Sprint to add 5,000 jobs in U.S. as part of SoftBank commitment

Sprint said it will add 5,000 positions in the U.S. as part of parent company SoftBank’s effort to create 50,000 American jobs.

The nation’s fourth-largest operator said it “will begin discussions immediately with its business partners, states and cities” to determine where the jobs will be created. The move will include customer care and sales positions, although the company didn’t elaborate beyond that, and the jobs will be filled by the end of the first quarter of 2018.

President-elect Donald Trump announced earlier this month that SoftBank CEO Masayoshi Son had committed to invest $50 billion in the U.S. to create 50,000 jobs. Trump then took to Twitter to claim that Son “would never do this” if Trump had not been elected president, although those plans predated the election.

Trump took credit for Sprint’s decision as well.

“I was just called by the head people at Sprint, and they are going to be bringing 5,000 jobs back to the United States,” Mr. Trump told reporters Wednesday at his Mar-a-Lago estate in Florida, Reuters reported. “They have taken them from other countries. They are bringing them back to the United States.”
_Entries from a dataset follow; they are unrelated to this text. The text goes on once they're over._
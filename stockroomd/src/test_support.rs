//! Test doubles shared by the service and API tests.

use async_trait::async_trait;
use chrono::{DateTime, Utc};

use stockroom_domain::{
    Fulfillment, MovementId, NewInventoryMovement, Order, OrderId, ProductId, WarehouseId,
};
use stockroom_store::{MemoryStore, Store, StoreError, UnitOfWork};

/// Which step a `FaultyStore` unit of work should break.
#[derive(Debug, Clone, Copy, PartialEq, Eq)]
pub enum Fault {
    /// The order update touches no rows
    Update,
    /// The movement insert returns no id
    Insert,
    /// A movement already references the matched order
    MovementExists,
    /// The store drops the connection while matching
    Unavailable,
}

/// Memory store whose units of work break one workflow step.
pub struct FaultyStore {
    pub inner: MemoryStore,
    pub fault: Fault,
}

impl FaultyStore {
    pub fn new(inner: MemoryStore, fault: Fault) -> Self {
        Self { inner, fault }
    }
}

struct FaultyUnitOfWork {
    inner: Box<dyn UnitOfWork>,
    fault: Fault,
}

fn connection_lost() -> StoreError {
    StoreError::Connection("connection reset by peer".to_string())
}

#[async_trait]
impl UnitOfWork for FaultyUnitOfWork {
    async fn product_exists(&mut self, id: ProductId) -> Result<bool, StoreError> {
        self.inner.product_exists(id).await
    }

    async fn warehouse_exists(&mut self, id: WarehouseId) -> Result<bool, StoreError> {
        self.inner.warehouse_exists(id).await
    }

    async fn lock_matching_order(
        &mut self,
        fulfillment: &Fulfillment,
    ) -> Result<Option<Order>, StoreError> {
        if self.fault == Fault::Unavailable {
            return Err(connection_lost());
        }
        self.inner.lock_matching_order(fulfillment).await
    }

    async fn movement_exists_for_order(&mut self, order_id: OrderId) -> Result<bool, StoreError> {
        if self.fault == Fault::MovementExists {
            return Ok(true);
        }
        self.inner.movement_exists_for_order(order_id).await
    }

    async fn clock(&mut self) -> Result<DateTime<Utc>, StoreError> {
        self.inner.clock().await
    }

    async fn mark_order_fulfilled(
        &mut self,
        order_id: OrderId,
        at: DateTime<Utc>,
    ) -> Result<u64, StoreError> {
        if self.fault == Fault::Update {
            return Ok(0);
        }
        self.inner.mark_order_fulfilled(order_id, at).await
    }

    async fn insert_movement(
        &mut self,
        movement: &NewInventoryMovement,
    ) -> Result<Option<MovementId>, StoreError> {
        if self.fault == Fault::Insert {
            return Ok(None);
        }
        self.inner.insert_movement(movement).await
    }

    async fn commit(self: Box<Self>) -> Result<(), StoreError> {
        self.inner.commit().await
    }

    async fn rollback(self: Box<Self>) -> Result<(), StoreError> {
        self.inner.rollback().await
    }
}

#[async_trait]
impl Store for FaultyStore {
    async fn begin(&self) -> Result<Box<dyn UnitOfWork>, StoreError> {
        Ok(Box::new(FaultyUnitOfWork {
            inner: self.inner.begin().await?,
            fault: self.fault,
        }))
    }

    async fn add_product_to_warehouse(
        &self,
        fulfillment: &Fulfillment,
    ) -> Result<Option<MovementId>, StoreError> {
        match self.fault {
            Fault::Insert => Ok(None),
            Fault::Unavailable => Err(connection_lost()),
            Fault::Update | Fault::MovementExists => {
                self.inner.add_product_to_warehouse(fulfillment).await
            },
        }
    }
}
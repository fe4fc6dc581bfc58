//! Test helper functions for database seeding.

use chrono::{DateTime, Duration, Utc};
use rust_decimal::Decimal;
use sqlx::{PgPool, Row};
use stockroom_domain::{Amount, InventoryMovement, Order, OrderId, ProductId, WarehouseId};

use anyhow::Result;

/// Everything needed to submit a fulfillment that will succeed.
#[derive(Debug, Clone, Copy)]
pub struct SeededOrder {
    pub product_id: ProductId,
    pub warehouse_id: WarehouseId,
    pub order_id: OrderId,
    pub amount: i32,
    pub placed_at: DateTime<Utc>,
}

/// Insert a product and return its generated id.
pub async fn seed_product(pool: &PgPool, name: &str) -> Result<ProductId> {
    let id: i32 = sqlx::query_scalar(
        "INSERT INTO product (name, description, price) VALUES ($1, $2, $3) RETURNING id_product",
    )
    .bind(name)
    .bind(format!("{} (test)", name))
    .bind(Decimal::new(2500, 2))
    .fetch_one(pool)
    .await?;

    Ok(ProductId::new(id)?)
}

/// Insert a warehouse and return its generated id.
pub async fn seed_warehouse(pool: &PgPool, name: &str) -> Result<WarehouseId> {
    let id: i32 = sqlx::query_scalar(
        "INSERT INTO warehouse (name, address) VALUES ($1, $2) RETURNING id_warehouse",
    )
    .bind(name)
    .bind("Test Street 1")
    .fetch_one(pool)
    .await?;

    Ok(WarehouseId::new(id)?)
}

/// Insert an open order and return its generated id.
pub async fn seed_order(
    pool: &PgPool,
    product_id: ProductId,
    amount: i32,
    created_at: DateTime<Utc>,
) -> Result<OrderId> {
    let id: OrderId = sqlx::query_scalar(
        r#"INSERT INTO "order" (id_product, amount, created_at) VALUES ($1, $2, $3) RETURNING id_order"#,
    )
    .bind(product_id.as_i32())
    .bind(amount)
    .bind(created_at)
    .fetch_one(pool)
    .await?;

    Ok(id)
}

/// Seed one product, one warehouse and one open order placed a day ago.
pub async fn seed_fulfillable_order(pool: &PgPool, amount: i32) -> Result<SeededOrder> {
    let product_id = seed_product(pool, "Widget").await?;
    let warehouse_id = seed_warehouse(pool, "Central").await?;
    let placed_at = Utc::now() - Duration::days(1);
    let order_id = seed_order(pool, product_id, amount, placed_at).await?;

    Ok(SeededOrder {
        product_id,
        warehouse_id,
        order_id,
        amount,
        placed_at,
    })
}

/// Load an order by id.
pub async fn fetch_order(pool: &PgPool, order_id: OrderId) -> Result<Order> {
    let row = sqlx::query(
        r#"SELECT id_order, id_product, amount, created_at, fulfilled_at FROM "order" WHERE id_order = $1"#,
    )
    .bind(order_id)
    .fetch_one(pool)
    .await?;

    Ok(Order {
        id: row.try_get("id_order")?,
        product_id: ProductId::new(row.try_get("id_product")?)?,
        amount: Amount::new(row.try_get("amount")?)?,
        created_at: row.try_get("created_at")?,
        fulfilled_at: row.try_get("fulfilled_at")?,
    })
}

/// Load every movement that references the order.
pub async fn movements_for_order(
    pool: &PgPool,
    order_id: OrderId,
) -> Result<Vec<InventoryMovement>> {
    let rows = sqlx::query(
        r#"
        SELECT id_product_warehouse, id_warehouse, id_product, id_order, amount, price, created_at
        FROM product_warehouse
        WHERE id_order = $1
        ORDER BY id_product_warehouse
        "#,
    )
    .bind(order_id)
    .fetch_all(pool)
    .await?;

    let mut movements = Vec::with_capacity(rows.len());
    for row in rows {
        movements.push(InventoryMovement {
            id: row.try_get("id_product_warehouse")?,
            warehouse_id: WarehouseId::new(row.try_get("id_warehouse")?)?,
            product_id: ProductId::new(row.try_get("id_product")?)?,
            order_id: row.try_get("id_order")?,
            amount: Amount::new(row.try_get("amount")?)?,
            price: row.try_get("price")?,
            created_at: row.try_get("created_at")?,
        });
    }

    Ok(movements)
}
Trump also said an additional 3,000 will be created by OneWeb. That startup recently closed a $1.2 billion fundraising round with SoftBank as the lead investor. OneWeb hopes to manage a network of more than 600 satellites in 18 polar orbit planes at 750 miles above the earth, lower than most other satellites.

The move to onshore jobs would be something of a reversal for Sprint, which has moved aggressively to reduce its payroll–largely by trimming or offshoring call center positions–over the last two years as part of a larger effort to cut costs and regain financial stability. A Sprint spokeswoman told The New York Times that the new positions would be “a combination of newly created jobs and bringing some existing jobs back to the U.S.”
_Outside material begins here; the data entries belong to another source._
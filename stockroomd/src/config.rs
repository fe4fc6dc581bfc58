//! Daemon configuration.
//!
//! Loads configuration from environment variables with sensible defaults.

use crate::error::{DaemonError, DaemonResult};
use std::env;
use std::time::Duration;

// =============================================================================
// Configuration
// =============================================================================

/// Daemon configuration.
#[derive(Debug, Clone)]
pub struct Config {
    /// API server configuration
    pub api: ApiConfig,

    /// Database configuration
    pub database: DatabaseConfig,

    /// Environment (test, development, production)
    pub environment: Environment,
}

/// API server configuration.
#[derive(Debug, Clone)]
pub struct ApiConfig {
    /// Host to bind to
    pub host: String,
    /// Port to bind to
    pub port: u16,
}

/// Database configuration.
#[derive(Debug, Clone)]
pub struct DatabaseConfig {
    /// Connection string; `None` runs on the in-memory store
    pub url: Option<String>,
    /// Pool size
    pub max_connections: u32,
    /// How long a request waits for a pooled connection
    pub acquire_timeout: Duration,
}

/// Environment type.
#[derive(Debug, Clone, Copy, PartialEq, Eq)]
pub enum Environment {
    /// Test environment (in-memory store)
    Test,
    /// Development environment
    Development,
    /// Production environment
    Production,
}

impl Config {
    /// Load configuration from environment variables.
    pub fn from_env() -> DaemonResult<Self> {
        // Load .env file if present (ignore errors)
        let _ = dotenvy::dotenv();

        let environment = Self::load_environment()?;
        let api = Self::load_api_config()?;
        let database = Self::load_database_config()?;

        if environment == Environment::Production && database.url.is_none() {
            return Err(DaemonError::Config(
                "DATABASE_URL is required in production".to_string(),
            ));
        }

        Ok(Self {
            api,
            database,
            environment,
        })
    }

    /// Create test configuration.
    pub fn test() -> Self {
        Self {
            api: ApiConfig {
                host: "127.0.0.1".to_string(),
                port: 0, // Let OS assign port
            },
            database: DatabaseConfig {
                url: None,
                max_connections: 2,
                acquire_timeout: Duration::from_secs(1),
            },
            environment: Environment::Test,
        }
    }

    fn load_environment() -> DaemonResult<Environment> {
        let env_str = env::var("STOCKROOM_ENV").unwrap_or_else(|_| "development".to_string());
        Environment::parse(&env_str)
    }

    fn load_api_config() -> DaemonResult<ApiConfig> {
        let host = env::var("STOCKROOM_API_HOST").unwrap_or_else(|_| "0.0.0.0".to_string());
        let port = Self::load_parsed_env("STOCKROOM_API_PORT", 8080u16)?;

        Ok(ApiConfig { host, port })
    }

    fn load_database_config() -> DaemonResult<DatabaseConfig> {
        let url = env::var("DATABASE_URL").ok().filter(|url| !url.trim().is_empty());
        let max_connections = Self::load_parsed_env("STOCKROOM_DB_MAX_CONNECTIONS", 10u32)?;
        let acquire_timeout_secs = Self::load_parsed_env("STOCKROOM_DB_ACQUIRE_TIMEOUT_SECS", 5u64)?;

        if max_connections == 0 {
            return Err(DaemonError::Config(
                "STOCKROOM_DB_MAX_CONNECTIONS must be at least 1".to_string(),
            ));
        }

        Ok(DatabaseConfig {
            url,
            max_connections,
            acquire_timeout: Duration::from_secs(acquire_timeout_secs),
        })
    }

    fn load_parsed_env<T: std::str::FromStr>(key: &str, default: T) -> DaemonResult<T> {
        match env::var(key) {
            Ok(val) => val
                .parse::<T>()
                .map_err(|_| DaemonError::Config(format!("Invalid {} value: {}", key, val))),
            Err(_) => Ok(default),
        }
    }
}

impl Default for Config {
    fn default() -> Self {
        Self {
            api: ApiConfig {
                host: "0.0.0.0".to_string(),
                port: 8080,
            },
            database: DatabaseConfig {
                url: None,
                max_connections: 10,
                acquire_timeout: Duration::from_secs(5),
            },
            environment: Environment::Development,
        }
    }
}

impl Environment {
    /// Parse an environment name.
    pub fn parse(value: &str) -> DaemonResult<Self> {
        match value.to_lowercase().as_str() {
            "test" => Ok(Environment::Test),
            "development" | "dev" => Ok(Environment::Development),
            "production" | "prod" => Ok(Environment::Production),
            other => Err(DaemonError::Config(format!(
                "Invalid STOCKROOM_ENV: {}. Expected: test, development, production",
                other
            ))),
        }
    }
}

impl std::fmt::Display for Environment {
    fn fmt(&self, f: &mut std::fmt::Formatter<'_>) -> std::fmt::Result {
        match self {
            Environment::Test => write!(f, "test"),
            Environment::Development => write!(f, "development"),
            Environment::Production => write!(f, "production"),
        }
    }
}

// =============================================================================
// Tests
// =============================================================================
Sprint spokesman Dave Tovar told FierceWireless he didn't know how many customer care positions the carrier has in the U.S. compared to offshore, adding that "it's premature to speculate on specifics" of the announcement. 
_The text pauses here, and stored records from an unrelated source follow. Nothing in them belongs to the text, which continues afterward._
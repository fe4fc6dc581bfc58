//! Stockroom Daemon Library
//!
//! HTTP service that fulfils product orders by recording inventory
//! movements into warehouses.
//!
//! # Architecture
//!
//! ```text
//! HTTP client → API → FulfillmentService → workflow → UnitOfWork → Store
//!                                        ↘ add_product_to_warehouse (procedure)
//! ```
//!
//! # Components
//!
//! - **Daemon**: Opens the store and serves the API
//! - **FulfillmentService**: Validates requests and runs them against the store
//! - **API**: HTTP endpoints
//! - **Config**: Environment-based configuration
//!
//! # Example
//!
//! ```rust,ignore
//! use stockroomd::{Config, Daemon};
//!
//! #[tokio::main]
//! async fn main() {
//!     let config = Config::from_env().expect("Failed to load config");
//!     let daemon = Daemon::from_config(config).await.expect("Failed to open store");
//!     daemon.run().await.expect("Daemon error");
//! }
//! ```

#![warn(clippy::all)]

pub mod api;
pub mod config;
pub mod daemon;
#[cfg(feature = "postgres")]
pub mod db;
pub mod error;
pub mod fulfillment;

#[cfg(test)]
mod test_support;

// Re-exports for convenience
pub use config::{ApiConfig, Config, DatabaseConfig, Environment};
pub use daemon::Daemon;
pub use error::{DaemonError, DaemonResult};
pub use fulfillment::FulfillmentService;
Sprint will finance the new positions, but Son’s commitment may be an effort to curry favor with the incoming administration at a critical time. SoftBank overtly pursued T-Mobile a few years ago in the hopes of merging the two U.S. carriers, creating a market with three major players of roughly the same size. That effort was stymied when federal regulators indicated they were opposed to major consolidation in the market.

Trump’s election victory has once again stoked talk of a tie-up between Sprint and T-Mobile, however. Shares of both carriers have climbed in recent weeks due in part to speculation that a Trump administration would be more welcome of a merger than Obama’s administration has been.